[Air-l] Community and our Conceptual Lexicon
Ellis Godard
ellis.godard at csun.edu
Fri Aug 4 10:09:20 PDT 2006
Ian Goodwin wrote:
> ...community has always been tied to normative
> prescription as well as empirical description. Yet the most
> important point about community is that it pervades everyday
> life. I'd go so far as to say it seems to be indispensable to
> social discourse.
That's pretty far.
> Thus, as Peter Hamilton put it in his
> perceptive introduction to Cohen's (1985) classic study (The
> Symbolic Construction of Community), community would have
> long ago been "discounted as grist to the scholarly mill were
> it not for the remarkable hold that the idea of community
> exerts over both the intellectual and popular mind" (p.7).
The popularity of a notion, within or beyond scholarship, is a poor criteria for the evaluation of its use in describing anything other than its popularity.

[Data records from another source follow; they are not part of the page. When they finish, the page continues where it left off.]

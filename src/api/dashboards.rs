use std::collections::HashMap;

use async_trait::async_trait;
use reqwest::Method;
use serde::{Deserialize, Serialize};
use tracing::debug;

use super::{ApiClient, ApiResult, de};
use crate::listing::{DataFetcher, ListQuery, ListResult, Record, page_locally};

#[derive(Debug, Clone, Deserialize)]
pub struct Dashboard {
    #[serde(deserialize_with = "de::id")]
    pub id: String,
    pub name: String,
}

/// `GET /dashboards` answers either with a bare list or wrapped in
/// `{"results": [...]}` depending on the analytics backend.
#[derive(Deserialize)]
#[serde(untagged)]
enum DashboardList {
    Plain(Vec<Dashboard>),
    Wrapped { results: Vec<Dashboard> },
}

impl From<DashboardList> for Vec<Dashboard> {
    fn from(list: DashboardList) -> Self {
        match list {
            DashboardList::Plain(dashboards) | DashboardList::Wrapped { results: dashboards } => {
                dashboards
            }
        }
    }
}

#[derive(Debug, Clone, Default, Serialize, Deserialize)]
pub struct ResourceDetails {
    #[serde(default)]
    pub name: String,
}

#[derive(Debug, Clone, Serialize, Deserialize)]
#[serde(rename_all = "camelCase")]
struct Authorization {
    #[serde(deserialize_with = "de::id")]
    resource_id: String,
    #[serde(default)]
    resource_details: ResourceDetails,
    #[serde(default)]
    roles: Vec<String>,
}

/// A dashboard and the groups allowed to see it.
#[derive(Debug, Clone, PartialEq, Eq)]
pub struct DashboardAuthorization {
    pub id: String,
    pub name: String,
    pub roles: Vec<String>,
}

impl DashboardAuthorization {
    pub fn role_list(&self) -> String {
        self.roles.join(", ")
    }
}

impl Record for DashboardAuthorization {
    fn id(&self) -> &str {
        &self.id
    }

    fn field(&self, key: &str) -> Option<String> {
        match key {
            "name" => Some(self.name.clone()),
            "roles" => Some(self.role_list()),
            _ => None,
        }
    }
}

/// Every dashboard, with the groups from its authorization record.
/// Dashboards without a record have no groups.
fn join(dashboards: Vec<Dashboard>, authorizations: Vec<Authorization>) -> Vec<DashboardAuthorization> {
    let mut roles: HashMap<String, Vec<String>> = authorizations
        .into_iter()
        .map(|a| (a.resource_id, a.roles))
        .collect();

    dashboards
        .into_iter()
        .map(|d| DashboardAuthorization {
            roles: roles.remove(&d.id).unwrap_or_default(),
            id: d.id,
            name: d.name,
        })
        .collect()
}

pub async fn list(client: &ApiClient) -> ApiResult<Vec<DashboardAuthorization>> {
    let (dashboards, authorizations) = tokio::try_join!(
        client.get_json::<DashboardList>("/dashboards", &[], "Failed to fetch dashboards"),
        client.get_json::<Vec<Authorization>>(
            "/authorizations/dashboard",
            &[],
            "Failed to fetch dashboard authorizations"
        ),
    )?;
    Ok(join(dashboards.into(), authorizations))
}

/// Replace the groups allowed to see a dashboard.
pub async fn update_roles(
    client: &ApiClient,
    dashboard: &DashboardAuthorization,
    roles: Vec<String>,
) -> ApiResult<()> {
    let body = Authorization {
        resource_id: dashboard.id.clone(),
        resource_details: ResourceDetails {
            name: dashboard.name.clone(),
        },
        roles,
    };
    client
        .send_json(
            Method::PUT,
            &format!("/authorizations/dashboard/{}", dashboard.id),
            &body,
            "Failed to update dashboard authorization",
        )
        .await
}

pub struct DashboardsFetcher {
    client: ApiClient,
}

impl DashboardsFetcher {
    pub const fn new(client: ApiClient) -> Self {
        Self { client }
    }
}

#[async_trait]
impl DataFetcher<DashboardAuthorization> for DashboardsFetcher {
    fn resource(&self) -> &'static str {
        "dashboards"
    }

    async fn fetch(&self, query: &ListQuery) -> ApiResult<ListResult<DashboardAuthorization>> {
        let rows = list(&self.client).await?;
        debug!(count = rows.len(), "Fetched dashboard authorizations");
        Ok(page_locally(rows, query, &["name", "roles"]))
    }
}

> It is for this reason we should be careful about discounting
> community. People manifestly believe in community and use the
> term in their everyday discourse. In this sense community
> motivates, sustains, and structures social action.
By what logic does the publicly consequential nature of a term render it having descriptive or explanatory value?
> ...For example fears of 'community decline', whilst
> difficult if not impossible to verify from an objective
> perspective, often motivate residents of localities to become
> involved in online initiatives (and structure how they then
> interact online - the topics they deem 'relevant', the goals
> of the online group etc) - this was certainly the case in the
> community informatics initiatives I studied in Birmingham (UK).
Fears of goblins do not goblins make.